Segment Start: Dataset entries

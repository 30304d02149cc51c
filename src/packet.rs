//! 패킷 정의
//!
//! 패킷은 생성 후 불변. 체크섬은 생성 시 페이로드 위에서 계산되고,
//! 수신측은 페이로드를 쓰기 전에 [`Packet::verify`]로 검증한다.

use std::fmt;

use serde::{Deserialize, Serialize};

use crate::checksum;
use crate::sequence::SeqNum;

/// 패킷 종류
#[derive(Debug, Clone, Copy, PartialEq, Eq, Serialize, Deserialize)]
pub enum PacketKind {
    Data,
    Ack,
    Nack,
}

/// NACK 에러 코드
#[derive(Debug, Clone, Copy, PartialEq, Eq, Serialize, Deserialize)]
#[serde(rename_all = "SCREAMING_SNAKE_CASE")]
pub enum ErrorCode {
    /// 체크섬 불일치
    ChecksumError,
    /// 시퀀스 번호 이상
    SequenceError,
    /// 수신 윈도우 초과
    WindowOverflow,
}

impl ErrorCode {
    pub fn as_str(&self) -> &'static str {
        match self {
            ErrorCode::ChecksumError => "CHECKSUM_ERROR",
            ErrorCode::SequenceError => "SEQUENCE_ERROR",
            ErrorCode::WindowOverflow => "WINDOW_OVERFLOW",
        }
    }
}

impl fmt::Display for ErrorCode {
    fn fmt(&self, f: &mut fmt::Formatter<'_>) -> fmt::Result {
        f.write_str(self.as_str())
    }
}

/// 패킷 부가 정보
#[derive(Debug, Clone, Copy, Default, PartialEq, Eq)]
pub struct PacketMetadata {
    /// 메시지의 마지막 청크
    pub is_final: bool,

    /// NACK 사유
    pub error_code: Option<ErrorCode>,
}

/// 전송 단위 패킷
#[derive(Debug, Clone, PartialEq, Eq)]
pub struct Packet {
    sequence: SeqNum,
    payload: String,
    checksum: u32,
    kind: PacketKind,
    metadata: PacketMetadata,
}

impl Packet {
    /// 데이터 패킷 생성 (체크섬 계산)
    pub fn data(sequence: SeqNum, payload: impl Into<String>, is_final: bool) -> Self {
        let payload = payload.into();
        let checksum = checksum::compute(payload.as_bytes());
        Self {
            sequence,
            payload,
            checksum,
            kind: PacketKind::Data,
            metadata: PacketMetadata {
                is_final,
                error_code: None,
            },
        }
    }

    /// ACK 생성
    pub fn ack(sequence: SeqNum) -> Self {
        Self::control(sequence, PacketKind::Ack, None)
    }

    /// NACK 생성
    pub fn nack(sequence: SeqNum, error_code: ErrorCode) -> Self {
        Self::control(sequence, PacketKind::Nack, Some(error_code))
    }

    fn control(sequence: SeqNum, kind: PacketKind, error_code: Option<ErrorCode>) -> Self {
        Self {
            sequence,
            payload: String::new(),
            checksum: checksum::compute(&[]),
            kind,
            metadata: PacketMetadata {
                is_final: false,
                error_code,
            },
        }
    }

    /// 수신한 필드 그대로 복원 (체크섬 재계산 안 함)
    pub fn from_parts(
        sequence: SeqNum,
        payload: String,
        checksum: u32,
        kind: PacketKind,
        metadata: PacketMetadata,
    ) -> Self {
        Self {
            sequence,
            payload,
            checksum,
            kind,
            metadata,
        }
    }

    pub fn sequence(&self) -> SeqNum {
        self.sequence
    }

    pub fn payload(&self) -> &str {
        &self.payload
    }

    pub fn checksum(&self) -> u32 {
        self.checksum
    }

    pub fn kind(&self) -> PacketKind {
        self.kind
    }

    pub fn metadata(&self) -> &PacketMetadata {
        &self.metadata
    }

    pub fn is_final(&self) -> bool {
        self.metadata.is_final
    }

    pub fn error_code(&self) -> Option<ErrorCode> {
        self.metadata.error_code
    }

    /// 체크섬 검증
    pub fn verify(&self) -> bool {
        checksum::verify(self.payload.as_bytes(), self.checksum)
    }
}

impl fmt::Display for Packet {
    fn fmt(&self, f: &mut fmt::Formatter<'_>) -> fmt::Result {
        match self.kind {
            PacketKind::Data => write!(
                f,
                "DATA Seq: {} | Payload: '{}' | Checksum: {:08X}{}",
                self.sequence,
                self.payload,
                self.checksum,
                if self.metadata.is_final { " | FINAL" } else { "" }
            ),
            PacketKind::Ack => write!(f, "ACK Seq: {}", self.sequence),
            PacketKind::Nack => write!(
                f,
                "NACK Seq: {} | Error: {}",
                self.sequence,
                self.metadata
                    .error_code
                    .map(|c| c.as_str())
                    .unwrap_or("UNKNOWN")
            ),
        }
    }
}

Segment End: Dataset entries

Problem statement
Line by line, print the records above exactly as they stand.

Problem solution
repository 30304d02149cc51c
filename src/packet.rs
//! 패킷 정의
//!
//! 패킷은 생성 후 불변. 체크섬은 생성 시 페이로드 위에서 계산되고,
//! 수신측은 페이로드를 쓰기 전에 [`Packet::verify`]로 검증한다.

use std::fmt;

use serde::{Deserialize, Serialize};

use crate::checksum;
use crate::sequence::SeqNum;

/// 패킷 종류
#[derive(Debug, Clone, Copy, PartialEq, Eq, Serialize, Deserialize)]
pub enum PacketKind {
    Data,
    Ack,
    Nack,
}

/// NACK 에러 코드
#[derive(Debug, Clone, Copy, PartialEq, Eq, Serialize, Deserialize)]
#[serde(rename_all = "SCREAMING_SNAKE_CASE")]
pub enum ErrorCode {
    /// 체크섬 불일치
    ChecksumError,
    /// 시퀀스 번호 이상
    SequenceError,
    /// 수신 윈도우 초과
    WindowOverflow,
}

impl ErrorCode {
    pub fn as_str(&self) -> &'static str {
        match self {
            ErrorCode::ChecksumError => "CHECKSUM_ERROR",
            ErrorCode::SequenceError => "SEQUENCE_ERROR",
            ErrorCode::WindowOverflow => "WINDOW_OVERFLOW",
        }
    }
}

impl fmt::Display for ErrorCode {
    fn fmt(&self, f: &mut fmt::Formatter<'_>) -> fmt::Result {
        f.write_str(self.as_str())
    }
}

/// 패킷 부가 정보
#[derive(Debug, Clone, Copy, Default, PartialEq, Eq)]
pub struct PacketMetadata {
    /// 메시지의 마지막 청크
    pub is_final: bool,

    /// NACK 사유
    pub error_code: Option<ErrorCode>,
}

/// 전송 단위 패킷
#[derive(Debug, Clone, PartialEq, Eq)]
pub struct Packet {
    sequence: SeqNum,
    payload: String,
    checksum: u32,
    kind: PacketKind,
    metadata: PacketMetadata,
}

impl Packet {
    /// 데이터 패킷 생성 (체크섬 계산)
    pub fn data(sequence: SeqNum, payload: impl Into<String>, is_final: bool) -> Self {
        let payload = payload.into();
        let checksum = checksum::compute(payload.as_bytes());
        Self {
            sequence,
            payload,
            checksum,
            kind: PacketKind::Data,
            metadata: PacketMetadata {
                is_final,
                error_code: None,
            },
        }
    }

    /// ACK 생성
    pub fn ack(sequence: SeqNum) -> Self {
        Self::control(sequence, PacketKind::Ack, None)
    }

    /// NACK 생성
    pub fn nack(sequence: SeqNum, error_code: ErrorCode) -> Self {
        Self::control(sequence, PacketKind::Nack, Some(error_code))
    }

    fn control(sequence: SeqNum, kind: PacketKind, error_code: Option<ErrorCode>) -> Self {
        Self {
            sequence,
            payload: String::new(),
            checksum: checksum::compute(&[]),
            kind,
            metadata: PacketMetadata {
                is_final: false,
                error_code,
            },
        }
    }

    /// 수신한 필드 그대로 복원 (체크섬 재계산 안 함)
    pub fn from_parts(
        sequence: SeqNum,
        payload: String,
        checksum: u32,
        kind: PacketKind,
        metadata: PacketMetadata,
    ) -> Self {
        Self {
            sequence,
            payload,
            checksum,
            kind,
            metadata,
        }
    }

    pub fn sequence(&self) -> SeqNum {
        self.sequence
    }

    pub fn payload(&self) -> &str {
        &self.payload
    }

    pub fn checksum(&self) -> u32 {
        self.checksum
    }

    pub fn kind(&self) -> PacketKind {
        self.kind
    }

    pub fn metadata(&self) -> &PacketMetadata {
        &self.metadata
    }

    pub fn is_final(&self) -> bool {
        self.metadata.is_final
    }

    pub fn error_code(&self) -> Option<ErrorCode> {
        self.metadata.error_code
    }

    /// 체크섬 검증
    pub fn verify(&self) -> bool {
        checksum::verify(self.payload.as_bytes(), self.checksum)
    }
}

impl fmt::Display for Packet {
    fn fmt(&self, f: &mut fmt::Formatter<'_>) -> fmt::Result {
        match self.kind {
            PacketKind::Data => write!(
                f,
                "DATA Seq: {} | Payload: '{}' | Checksum: {:08X}{}",
                self.sequence,
                self.payload,
                self.checksum,
                if self.metadata.is_final { " | FINAL" } else { "" }
            ),
            PacketKind::Ack => write!(f, "ACK Seq: {}", self.sequence),
            PacketKind::Nack => write!(
                f,
                "NACK Seq: {} | Error: {}",
                self.sequence,
                self.metadata
                    .error_code
                    .map(|c| c.as_str())
                    .unwrap_or("UNKNOWN")
            ),
        }
    }
}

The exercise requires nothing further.